One part of the entries below is wanted: the lines from the one containing "#[derive(Debug, Error)]" through the one containing "pub enum SurfaceOp". Write those out exactly and nothing else.

Saved entries:
•••••

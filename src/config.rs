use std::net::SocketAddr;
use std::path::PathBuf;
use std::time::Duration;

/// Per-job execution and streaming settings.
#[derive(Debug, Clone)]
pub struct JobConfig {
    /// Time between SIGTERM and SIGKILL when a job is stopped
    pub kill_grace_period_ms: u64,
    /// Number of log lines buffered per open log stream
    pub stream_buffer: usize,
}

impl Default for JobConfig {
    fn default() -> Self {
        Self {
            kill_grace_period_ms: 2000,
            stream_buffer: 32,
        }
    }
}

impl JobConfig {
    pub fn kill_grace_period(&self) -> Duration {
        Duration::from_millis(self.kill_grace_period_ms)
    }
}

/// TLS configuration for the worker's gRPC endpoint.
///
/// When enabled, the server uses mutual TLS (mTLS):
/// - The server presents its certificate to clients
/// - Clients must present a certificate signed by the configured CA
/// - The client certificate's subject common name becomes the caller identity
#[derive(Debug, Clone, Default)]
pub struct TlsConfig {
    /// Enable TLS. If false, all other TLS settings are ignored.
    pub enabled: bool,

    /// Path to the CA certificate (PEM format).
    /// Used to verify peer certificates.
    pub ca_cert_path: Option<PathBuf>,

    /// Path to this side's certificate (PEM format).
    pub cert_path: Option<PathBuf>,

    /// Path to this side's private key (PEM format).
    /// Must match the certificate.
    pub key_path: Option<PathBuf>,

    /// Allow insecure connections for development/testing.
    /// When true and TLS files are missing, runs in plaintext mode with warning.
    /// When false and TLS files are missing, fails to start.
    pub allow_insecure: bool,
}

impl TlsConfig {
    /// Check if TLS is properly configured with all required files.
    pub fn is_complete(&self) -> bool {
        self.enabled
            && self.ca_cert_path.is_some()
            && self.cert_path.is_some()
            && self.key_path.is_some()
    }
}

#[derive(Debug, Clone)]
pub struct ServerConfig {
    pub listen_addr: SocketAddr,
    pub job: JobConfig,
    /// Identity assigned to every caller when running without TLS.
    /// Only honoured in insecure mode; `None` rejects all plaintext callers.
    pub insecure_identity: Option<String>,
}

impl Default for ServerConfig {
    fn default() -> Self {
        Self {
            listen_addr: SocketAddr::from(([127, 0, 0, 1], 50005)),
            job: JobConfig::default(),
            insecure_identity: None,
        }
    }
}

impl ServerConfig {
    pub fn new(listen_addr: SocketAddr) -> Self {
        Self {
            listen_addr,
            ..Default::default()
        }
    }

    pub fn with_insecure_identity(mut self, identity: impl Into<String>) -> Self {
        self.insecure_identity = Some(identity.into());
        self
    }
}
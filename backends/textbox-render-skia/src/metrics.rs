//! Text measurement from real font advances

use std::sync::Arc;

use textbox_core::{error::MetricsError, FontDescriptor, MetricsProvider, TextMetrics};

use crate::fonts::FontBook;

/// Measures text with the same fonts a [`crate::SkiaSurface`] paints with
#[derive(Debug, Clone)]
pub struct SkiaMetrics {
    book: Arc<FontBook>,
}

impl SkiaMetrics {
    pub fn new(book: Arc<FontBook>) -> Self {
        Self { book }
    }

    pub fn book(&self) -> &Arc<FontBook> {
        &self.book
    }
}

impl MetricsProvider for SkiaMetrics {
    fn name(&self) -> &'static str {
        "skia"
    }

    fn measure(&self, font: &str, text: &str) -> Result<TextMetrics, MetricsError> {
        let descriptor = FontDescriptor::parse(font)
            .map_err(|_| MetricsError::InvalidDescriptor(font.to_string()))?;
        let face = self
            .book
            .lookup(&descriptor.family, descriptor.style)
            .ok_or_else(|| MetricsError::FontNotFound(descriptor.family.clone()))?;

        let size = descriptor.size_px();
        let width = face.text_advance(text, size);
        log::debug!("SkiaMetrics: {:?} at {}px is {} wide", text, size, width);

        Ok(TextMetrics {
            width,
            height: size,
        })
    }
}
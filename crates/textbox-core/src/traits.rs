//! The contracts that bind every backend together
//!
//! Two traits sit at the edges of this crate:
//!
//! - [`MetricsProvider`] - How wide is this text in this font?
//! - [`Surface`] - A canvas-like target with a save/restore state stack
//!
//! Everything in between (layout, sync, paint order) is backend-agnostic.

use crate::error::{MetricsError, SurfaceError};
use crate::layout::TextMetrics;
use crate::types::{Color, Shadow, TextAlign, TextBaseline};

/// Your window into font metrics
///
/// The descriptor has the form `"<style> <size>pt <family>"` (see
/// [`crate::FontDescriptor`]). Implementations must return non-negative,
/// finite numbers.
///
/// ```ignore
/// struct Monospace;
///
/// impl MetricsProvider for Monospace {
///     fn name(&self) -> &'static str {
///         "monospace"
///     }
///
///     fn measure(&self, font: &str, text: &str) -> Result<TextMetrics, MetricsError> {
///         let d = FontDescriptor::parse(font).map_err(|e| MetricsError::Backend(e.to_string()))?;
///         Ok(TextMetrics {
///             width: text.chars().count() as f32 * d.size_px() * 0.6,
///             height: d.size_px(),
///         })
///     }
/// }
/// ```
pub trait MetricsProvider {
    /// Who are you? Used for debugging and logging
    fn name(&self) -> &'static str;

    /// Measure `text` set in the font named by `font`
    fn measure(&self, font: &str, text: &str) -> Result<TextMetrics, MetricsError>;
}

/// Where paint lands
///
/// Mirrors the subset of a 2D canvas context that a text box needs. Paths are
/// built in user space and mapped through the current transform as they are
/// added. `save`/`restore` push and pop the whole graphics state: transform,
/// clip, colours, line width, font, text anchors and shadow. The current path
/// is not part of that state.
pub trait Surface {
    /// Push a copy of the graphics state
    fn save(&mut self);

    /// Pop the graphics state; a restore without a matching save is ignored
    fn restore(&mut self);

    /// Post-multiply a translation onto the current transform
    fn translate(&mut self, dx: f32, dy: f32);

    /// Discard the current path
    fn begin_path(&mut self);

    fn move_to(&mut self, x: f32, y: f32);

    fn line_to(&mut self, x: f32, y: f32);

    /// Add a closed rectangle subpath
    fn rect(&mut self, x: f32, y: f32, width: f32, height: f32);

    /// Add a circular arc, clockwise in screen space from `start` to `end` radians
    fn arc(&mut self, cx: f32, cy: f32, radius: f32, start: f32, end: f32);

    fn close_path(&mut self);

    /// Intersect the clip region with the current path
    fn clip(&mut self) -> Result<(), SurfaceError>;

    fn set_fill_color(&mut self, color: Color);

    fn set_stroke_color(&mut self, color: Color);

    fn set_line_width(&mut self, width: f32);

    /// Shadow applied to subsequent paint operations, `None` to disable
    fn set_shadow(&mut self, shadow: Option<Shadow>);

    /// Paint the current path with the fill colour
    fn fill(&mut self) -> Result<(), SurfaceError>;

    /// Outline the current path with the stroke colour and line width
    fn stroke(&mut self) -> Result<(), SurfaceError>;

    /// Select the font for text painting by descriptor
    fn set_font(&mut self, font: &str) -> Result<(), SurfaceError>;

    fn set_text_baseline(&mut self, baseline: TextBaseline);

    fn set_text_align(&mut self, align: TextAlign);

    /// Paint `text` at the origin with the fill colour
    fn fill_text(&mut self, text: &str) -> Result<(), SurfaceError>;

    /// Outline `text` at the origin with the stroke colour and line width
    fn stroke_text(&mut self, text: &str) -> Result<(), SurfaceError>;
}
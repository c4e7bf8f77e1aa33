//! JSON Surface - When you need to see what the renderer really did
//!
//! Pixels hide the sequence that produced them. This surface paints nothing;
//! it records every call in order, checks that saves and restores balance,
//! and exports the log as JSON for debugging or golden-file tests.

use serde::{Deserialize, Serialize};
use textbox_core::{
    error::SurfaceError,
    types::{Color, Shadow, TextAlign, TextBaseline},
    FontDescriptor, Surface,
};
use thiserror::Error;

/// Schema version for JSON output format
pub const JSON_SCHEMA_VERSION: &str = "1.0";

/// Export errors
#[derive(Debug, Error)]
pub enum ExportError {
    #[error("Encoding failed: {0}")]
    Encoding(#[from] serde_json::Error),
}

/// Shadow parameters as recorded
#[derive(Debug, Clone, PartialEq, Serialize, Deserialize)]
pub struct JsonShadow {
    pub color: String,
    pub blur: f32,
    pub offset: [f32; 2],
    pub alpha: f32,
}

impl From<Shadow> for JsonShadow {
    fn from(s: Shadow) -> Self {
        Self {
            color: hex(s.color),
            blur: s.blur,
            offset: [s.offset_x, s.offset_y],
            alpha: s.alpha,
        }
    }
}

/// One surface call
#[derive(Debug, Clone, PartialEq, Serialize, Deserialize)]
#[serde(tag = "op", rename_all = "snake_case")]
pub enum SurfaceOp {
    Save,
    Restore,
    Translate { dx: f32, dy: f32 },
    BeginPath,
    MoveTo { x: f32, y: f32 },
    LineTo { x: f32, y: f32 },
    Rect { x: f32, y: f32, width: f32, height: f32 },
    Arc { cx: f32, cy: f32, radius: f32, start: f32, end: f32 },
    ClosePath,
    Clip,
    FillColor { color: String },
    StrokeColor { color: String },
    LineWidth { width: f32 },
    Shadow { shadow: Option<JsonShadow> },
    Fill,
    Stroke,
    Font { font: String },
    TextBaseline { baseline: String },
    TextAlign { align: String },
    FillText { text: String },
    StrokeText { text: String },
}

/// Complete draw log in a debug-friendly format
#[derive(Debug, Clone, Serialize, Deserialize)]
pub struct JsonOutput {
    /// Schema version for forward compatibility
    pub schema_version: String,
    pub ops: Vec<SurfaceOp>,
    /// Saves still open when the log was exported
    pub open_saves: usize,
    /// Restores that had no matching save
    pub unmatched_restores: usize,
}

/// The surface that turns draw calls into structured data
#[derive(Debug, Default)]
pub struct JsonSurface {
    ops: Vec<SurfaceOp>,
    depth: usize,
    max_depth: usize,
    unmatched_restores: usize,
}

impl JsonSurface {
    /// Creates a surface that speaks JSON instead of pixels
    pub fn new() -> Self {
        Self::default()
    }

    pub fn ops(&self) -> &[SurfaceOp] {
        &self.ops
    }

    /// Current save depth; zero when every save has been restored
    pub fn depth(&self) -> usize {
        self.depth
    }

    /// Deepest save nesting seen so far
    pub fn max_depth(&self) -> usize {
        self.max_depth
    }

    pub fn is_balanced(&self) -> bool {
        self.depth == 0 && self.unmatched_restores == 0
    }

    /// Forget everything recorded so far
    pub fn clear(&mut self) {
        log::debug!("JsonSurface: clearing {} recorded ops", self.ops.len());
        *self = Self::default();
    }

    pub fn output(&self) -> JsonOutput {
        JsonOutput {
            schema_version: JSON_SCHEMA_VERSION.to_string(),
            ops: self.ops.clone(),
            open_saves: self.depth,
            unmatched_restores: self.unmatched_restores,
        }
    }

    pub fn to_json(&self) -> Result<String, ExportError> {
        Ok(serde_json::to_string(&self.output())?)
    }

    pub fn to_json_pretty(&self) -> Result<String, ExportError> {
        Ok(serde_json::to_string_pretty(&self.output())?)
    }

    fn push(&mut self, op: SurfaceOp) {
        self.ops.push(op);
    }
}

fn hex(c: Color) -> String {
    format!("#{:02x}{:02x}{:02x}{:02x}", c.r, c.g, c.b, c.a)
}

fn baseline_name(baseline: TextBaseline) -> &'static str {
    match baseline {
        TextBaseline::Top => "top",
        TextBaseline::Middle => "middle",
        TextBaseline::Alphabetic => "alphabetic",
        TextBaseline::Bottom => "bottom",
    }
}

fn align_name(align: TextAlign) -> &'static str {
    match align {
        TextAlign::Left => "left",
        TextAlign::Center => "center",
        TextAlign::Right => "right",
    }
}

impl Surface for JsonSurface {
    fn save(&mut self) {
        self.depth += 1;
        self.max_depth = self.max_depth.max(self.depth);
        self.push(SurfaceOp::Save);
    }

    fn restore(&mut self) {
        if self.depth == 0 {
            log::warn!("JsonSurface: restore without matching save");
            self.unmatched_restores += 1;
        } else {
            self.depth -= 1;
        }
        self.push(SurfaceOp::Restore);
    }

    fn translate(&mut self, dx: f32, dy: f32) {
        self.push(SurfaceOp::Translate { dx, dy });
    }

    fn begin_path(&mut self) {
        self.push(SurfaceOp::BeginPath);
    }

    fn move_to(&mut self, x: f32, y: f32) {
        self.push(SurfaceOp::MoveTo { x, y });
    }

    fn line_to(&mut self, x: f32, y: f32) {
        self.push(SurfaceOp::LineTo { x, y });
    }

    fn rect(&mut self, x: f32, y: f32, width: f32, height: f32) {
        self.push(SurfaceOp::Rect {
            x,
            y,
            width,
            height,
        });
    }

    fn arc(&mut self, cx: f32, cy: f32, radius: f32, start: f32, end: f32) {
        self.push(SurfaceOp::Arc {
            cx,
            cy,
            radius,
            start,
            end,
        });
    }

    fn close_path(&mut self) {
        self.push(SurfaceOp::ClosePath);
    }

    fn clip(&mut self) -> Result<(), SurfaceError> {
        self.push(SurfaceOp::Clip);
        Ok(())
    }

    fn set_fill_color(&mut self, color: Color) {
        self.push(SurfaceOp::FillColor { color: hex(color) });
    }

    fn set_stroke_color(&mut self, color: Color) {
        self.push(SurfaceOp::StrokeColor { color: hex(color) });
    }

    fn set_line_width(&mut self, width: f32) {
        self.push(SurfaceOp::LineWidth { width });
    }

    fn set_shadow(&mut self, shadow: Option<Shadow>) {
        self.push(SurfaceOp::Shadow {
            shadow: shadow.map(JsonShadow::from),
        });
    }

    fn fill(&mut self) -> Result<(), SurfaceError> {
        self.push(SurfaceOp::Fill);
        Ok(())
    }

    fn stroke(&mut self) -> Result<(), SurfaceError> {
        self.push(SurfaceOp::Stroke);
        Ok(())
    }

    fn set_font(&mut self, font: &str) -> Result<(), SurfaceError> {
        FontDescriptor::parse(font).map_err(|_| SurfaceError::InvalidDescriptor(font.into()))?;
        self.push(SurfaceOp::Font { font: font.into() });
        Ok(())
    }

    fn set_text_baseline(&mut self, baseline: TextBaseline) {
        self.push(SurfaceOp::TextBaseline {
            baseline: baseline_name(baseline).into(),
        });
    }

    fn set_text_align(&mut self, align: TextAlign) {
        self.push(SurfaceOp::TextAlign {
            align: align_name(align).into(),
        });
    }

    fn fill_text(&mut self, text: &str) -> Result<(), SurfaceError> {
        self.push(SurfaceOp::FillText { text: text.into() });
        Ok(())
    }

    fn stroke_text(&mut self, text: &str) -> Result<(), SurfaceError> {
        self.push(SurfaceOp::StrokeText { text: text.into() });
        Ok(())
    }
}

•••••

Problem solution ▸
#[derive(Debug, Error)]
pub enum ExportError {
    #[error("Encoding failed: {0}")]
    Encoding(#[from] serde_json::Error),
}

/// Shadow parameters as recorded
#[derive(Debug, Clone, PartialEq, Serialize, Deserialize)]
pub struct JsonShadow {
    pub color: String,
    pub blur: f32,
    pub offset: [f32; 2],
    pub alpha: f32,
}

impl From<Shadow> for JsonShadow {
    fn from(s: Shadow) -> Self {
        Self {
            color: hex(s.color),
            blur: s.blur,
            offset: [s.offset_x, s.offset_y],
            alpha: s.alpha,
        }
    }
}

/// One surface call
#[derive(Debug, Clone, PartialEq, Serialize, Deserialize)]
#[serde(tag = "op", rename_all = "snake_case")]
pub enum SurfaceOp {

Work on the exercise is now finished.